Economic factors, such as inflation, have a direct impact on the real estate market. As with other goods and services, real estate prices may rise alongside inflation. This is due to the fact that real estate is commonly considered a safe and stable investment that can be used to combat the effects of inflation.

What is the future of real estate investing? ›

Focus on high-growth markets: As the real estate market continues to recover, investors will look for markets with the highest growth potential. In 2023, cities with strong job markets and growing populations will likely see increased investment, which can drive up property values and boost ROI.
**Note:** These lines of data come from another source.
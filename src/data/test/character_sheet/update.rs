use super::*;

/// Tests a partial sheet update.
///
/// Verifies that fields absent from the DTO keep their current values.
///
/// Expected: Ok with level changed and name unchanged
#[tokio::test]
async fn updates_only_present_fields() -> Result<(), DbErr> {
    let test = TestBuilder::new()
        .with_game_tables()
        .with_table(entity::prelude::CharacterSheet)
        .build()
        .await
        .unwrap();
    let db = test.db.as_ref().unwrap();

    let user = factory::create_user(db).await?;
    let game = factory::create_game(db).await?;
    let sheet = factory::character_sheet::CharacterSheetFactory::new(db, user.id, game.id)
        .name("Grog")
        .level(3)
        .build()
        .await?;

    let repo = CharacterSheetRepository::new(db);
    let updated = repo
        .update(
            sheet,
            UpdateCharacterSheetDto {
                name: None,
                role: None,
                description: None,
                level: Some(4),
            },
        )
        .await?;

    assert_eq!(updated.name, "Grog");
    assert_eq!(updated.level, Some(4));

    Ok(())
}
Is Utah housing overvalued? ›

The Ogden-Clearfield metro area in Utah is the most “overvalued” market in the state, according to Moody's, estimating the area is overvalued by over 50%. Logan comes next, estimated to be overvalued by almost 44%. Salt Lake City is estimated to be overvalued by over 28%.

Is Utah still a sellers market? ›

The Utah housing market is amid a major shift. The median sale price was up 5.6% in September 2022 Y-O-Y, but the number of homes sold dropped 26.7%. As mortgage rates are at record highs in 20 years by 7.08%. Sellers are reducing prices as homes stay on the market longer.
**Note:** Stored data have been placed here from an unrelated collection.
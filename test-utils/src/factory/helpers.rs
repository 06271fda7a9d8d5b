//! Shared helper utilities for factory methods.

use sea_orm::{DatabaseConnection, DbErr};

/// Counter for generating unique IDs in tests.
///
/// This atomic counter ensures each factory-created entity gets a unique
/// identifier to prevent collisions in tests.
static COUNTER: std::sync::atomic::AtomicU64 = std::sync::atomic::AtomicU64::new(1);

/// Gets the next unique counter value for test data.
///
/// # Returns
/// - `u64` - Next unique counter value
pub fn next_id() -> u64 {
    COUNTER.fetch_add(1, std::sync::atomic::Ordering::SeqCst)
}

/// Creates a game together with its owning user.
///
/// This is a convenience method that creates:
/// 1. User (as table owner)
/// 2. Game
/// 3. Owner subscription linking the two
///
/// All entities are created with default values. Use the individual
/// factories if you need to customize specific entities.
///
/// # Arguments
/// - `db` - Database connection
///
/// # Returns
/// - `Ok((user, game, subscription))` - Tuple of all created entities
/// - `Err(DbErr)` - Database error during creation
pub async fn create_game_with_owner(
    db: &DatabaseConnection,
) -> Result<
    (
        entity::user::Model,
        entity::game::Model,
        entity::subscription::Model,
    ),
    DbErr,
> {
    let user = crate::factory::user::create_user(db).await?;
    let game = crate::factory::game::create_game(db).await?;
    let subscription =
        crate::factory::subscription::create_owner_subscription(db, user.id, game.id).await?;

    Ok((user, game, subscription))
}

/// Creates a game owned by a specific user.
///
/// # Arguments
/// - `db` - Database connection
/// - `user` - User entity to use as table owner
///
/// # Returns
/// - `Ok((game, subscription))` - Tuple of created entities
/// - `Err(DbErr)` - Database error during creation
pub async fn create_game_for_user(
    db: &DatabaseConnection,
    user: &entity::user::Model,
) -> Result<(entity::game::Model, entity::subscription::Model), DbErr> {
    let game = crate::factory::game::create_game(db).await?;
    let subscription =
        crate::factory::subscription::create_owner_subscription(db, user.id, game.id).await?;

    Ok((game, subscription))
}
Does Utah have a housing crisis? ›

The lack of varied housing types has hindered the progress to fill the 45,500 unit shortage, according to the Utah Foundation. In order to close the gap, more adaptable housing, such as townhomes, duplexes and mother-in-law suites, need to be a larger percentage of Utah's housing stock.

What are the worst investments during inflation? ›

Holding long-term fixed-rate investments, such as long-term bonds, fixed annuities, and some types of life insurance policies, during inflation can be bad because their returns may not keep up with inflation.

What is the best time to invest in real estate? ›

Typically, the best time to buy an investment property is when the market is experiencing a slowdown or a dip in prices. During a downturn, sellers are often more motivated to sell, and properties may be available at a lower price, making it an opportune time to make a purchase.

What happens to house prices during recession? ›

Will house prices go down in a recession? While the cost of financing a home typically increases when interest rates are on the rise, home prices themselves may actually decline. “Usually, during a recession or periods of higher interest rates, demand slows and values of homes come down,” says Miller.

Is it risky investing in real estate? ›

Real estate investment comes with its risks. For example, you may lose money on a property in the process of flipping the structure, getting your real estate investment ready to rent, or selling it. However, you can avoid money loss with research and a well-constructed strategy.

Is real estate a good retirement investment? ›

Real estate can be an asset class with high returns. It also usually offers a hedge against inflation. Since real estate has historically been inversely correlated with conventional assets, it can be a good way to diversify your investments away from the stock market.

Is real estate really the best investment? ›

On its own, real estate offers cash flow, tax breaks, equity building, competitive risk-adjusted returns, and a hedge against inflation. Real estate can also enhance a portfolio by lowering volatility through diversification, whether you invest in physical properties or REITs. Internal Revenue Service.